[Saved data entries]
use serde_json::Value;
use std::time::Duration;
use tracing::debug;
use ureq::Agent;

use fieldmeta_core::CreateMetaQuery;

use crate::error::{JiraError, Result};

/// Jira Server / Data Center REST API client for issue metadata
pub struct JiraClient {
    agent: Agent,
    base_url: String,
    auth_header: String,
}

impl JiraClient {
    /// Create a new Jira client with Basic Auth (username and password or
    /// API token)
    pub fn new(base_url: &str, user: &str, password: &str) -> Self {
        let credentials = format!("{}:{}", user, password);
        Self::with_auth_header(base_url, format!("Basic {}", base64_encode(&credentials)))
    }

    /// Create a new Jira client authenticating with a personal access token
    pub fn with_token(base_url: &str, token: &str) -> Self {
        Self::with_auth_header(base_url, format!("Bearer {}", token))
    }

    fn with_auth_header(base_url: &str, auth_header: String) -> Self {
        let agent = Agent::config_builder()
            .timeout_global(Some(Duration::from_secs(30)))
            // Don't treat HTTP errors as errors - we'll handle them ourselves
            .http_status_as_error(false)
            .build()
            .into();

        Self {
            agent,
            base_url: base_url.trim_end_matches('/').to_string(),
            auth_header,
        }
    }

    fn api_url(&self, path: &str) -> String {
        format!("{}/rest/api/2{}", self.base_url, path)
    }

    /// Handle transport-level errors
    fn handle_error(&self, err: ureq::Error) -> JiraError {
        match &err {
            ureq::Error::StatusCode(401) => JiraError::Unauthorized,
            ureq::Error::StatusCode(status) => JiraError::Api {
                status: *status,
                message: format!("HTTP {}", status),
            },
            _ => JiraError::Http(err),
        }
    }

    /// Check response status and return error if not successful
    fn check_response(
        &self,
        mut response: ureq::http::Response<ureq::Body>,
    ) -> Result<ureq::http::Response<ureq::Body>> {
        let status = response.status().as_u16();

        if (200..300).contains(&status) {
            return Ok(response);
        }

        let body = response
            .body_mut()
            .read_to_string()
            .unwrap_or_else(|_| String::new());

        if status == 401 {
            return Err(JiraError::Unauthorized);
        }
        Err(JiraError::Api {
            status,
            message: error_message(status, body),
        })
    }

    fn get_json(&self, url: &str) -> Result<Value> {
        debug!(url, "GET");
        let response = self
            .agent
            .get(url)
            .header("Authorization", &self.auth_header)
            .header("Accept", "application/json")
            .call()
            .map_err(|e| self.handle_error(e))?;

        let mut response = self.check_response(response)?;
        let body = response.body_mut().read_to_string()?;
        let value: Value = serde_json::from_str(&body)?;
        Ok(value)
    }

    // ==================== Metadata Operations ====================

    /// Get create metadata for the projects and issue types selected by
    /// `query`
    pub fn get_create_meta(&self, query: &CreateMetaQuery) -> Result<Value> {
        let params: Vec<String> = query
            .to_query_pairs()
            .into_iter()
            .map(|(name, value)| format!("{}={}", name, urlencoding::encode(&value)))
            .collect();

        let mut url = self.api_url("/issue/createmeta");
        if !params.is_empty() {
            url.push('?');
            url.push_str(&params.join("&"));
        }

        self.get_json(&url)
    }

    /// Get edit metadata for an existing issue
    pub fn get_edit_meta(&self, issue_key: &str) -> Result<Value> {
        let url = self.api_url(&format!(
            "/issue/{}/editmeta",
            urlencoding::encode(issue_key)
        ));

        self.get_json(&url).map_err(|e| match e {
            JiraError::Api { status: 404, .. } => JiraError::IssueNotFound(issue_key.to_string()),
            other => other,
        })
    }

    /// Get the first page of issue types a project offers for creation
    pub fn get_create_meta_issue_types(&self, project_key: &str) -> Result<Value> {
        let url = self.api_url(&format!(
            "/issue/createmeta/{}/issuetypes",
            urlencoding::encode(project_key)
        ));

        self.get_json(&url)
    }

    /// Get the first page of fields for one issue type of a project
    pub fn get_create_meta_fields(&self, project_key: &str, issue_type_id: &str) -> Result<Value> {
        let url = self.api_url(&format!(
            "/issue/createmeta/{}/issuetypes/{}",
            urlencoding::encode(project_key),
            urlencoding::encode(issue_type_id)
        ));

        self.get_json(&url)
    }
}

/// Fold a Jira error body (`{"errorMessages":[...], "errors":{...}}`) into
/// one message
fn error_message(status: u16, body: String) -> String {
    let Ok(error_response) = serde_json::from_str::<Value>(&body) else {
        return if body.is_empty() {
            format!("HTTP {}", status)
        } else {
            body
        };
    };

    let mut messages = Vec::new();

    if let Some(errors) = error_response
        .get("errorMessages")
        .and_then(|e| e.as_array())
    {
        messages.extend(errors.iter().filter_map(|e| e.as_str()).map(str::to_string));
    }

    if let Some(errors) = error_response.get("errors").and_then(|e| e.as_object()) {
        for (field, msg) in errors {
            if let Some(s) = msg.as_str() {
                messages.push(format!("{}: {}", field, s));
            }
        }
    }

    if messages.is_empty() {
        body
    } else {
        messages.join("; ")
    }
}

/// Simple base64 encoding function
fn base64_encode(input: &str) -> String {
    const ALPHABET: &[u8; 64] = b"ABCDEFGHIJKLMNOPQRSTUVWXYZabcdefghijklmnopqrstuvwxyz0123456789+/";

    let bytes = input.as_bytes();
    let mut result = String::with_capacity(bytes.len().div_ceil(3) * 4);

    for chunk in bytes.chunks(3) {
        let b0 = chunk[0] as usize;
        let b1 = chunk.get(1).copied().unwrap_or(0) as usize;
        let b2 = chunk.get(2).copied().unwrap_or(0) as usize;

        result.push(ALPHABET[b0 >> 2] as char);
        result.push(ALPHABET[((b0 & 0x03) << 4) | (b1 >> 4)] as char);
        result.push(if chunk.len() > 1 {
            ALPHABET[((b1 & 0x0f) << 2) | (b2 >> 6)] as char
        } else {
            '='
        });
        result.push(if chunk.len() > 2 {
            ALPHABET[b2 & 0x3f] as char
        } else {
            '='
        });
    }

    result
}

■ **What you have to do**
Nothing but an exact copy of the lines from the first one above through the line holding "let agent = Agent::config_builder()" should be returned.

■ **Your response**
use serde_json::Value;
use std::time::Duration;
use tracing::debug;
use ureq::Agent;

use fieldmeta_core::CreateMetaQuery;

use crate::error::{JiraError, Result};

/// Jira Server / Data Center REST API client for issue metadata
pub struct JiraClient {
    agent: Agent,
    base_url: String,
    auth_header: String,
}

impl JiraClient {
    /// Create a new Jira client with Basic Auth (username and password or
    /// API token)
    pub fn new(base_url: &str, user: &str, password: &str) -> Self {
        let credentials = format!("{}:{}", user, password);
        Self::with_auth_header(base_url, format!("Basic {}", base64_encode(&credentials)))
    }

    /// Create a new Jira client authenticating with a personal access token
    pub fn with_token(base_url: &str, token: &str) -> Self {
        Self::with_auth_header(base_url, format!("Bearer {}", token))
    }

    fn with_auth_header(base_url: &str, auth_header: String) -> Self {
        let agent = Agent::config_builder()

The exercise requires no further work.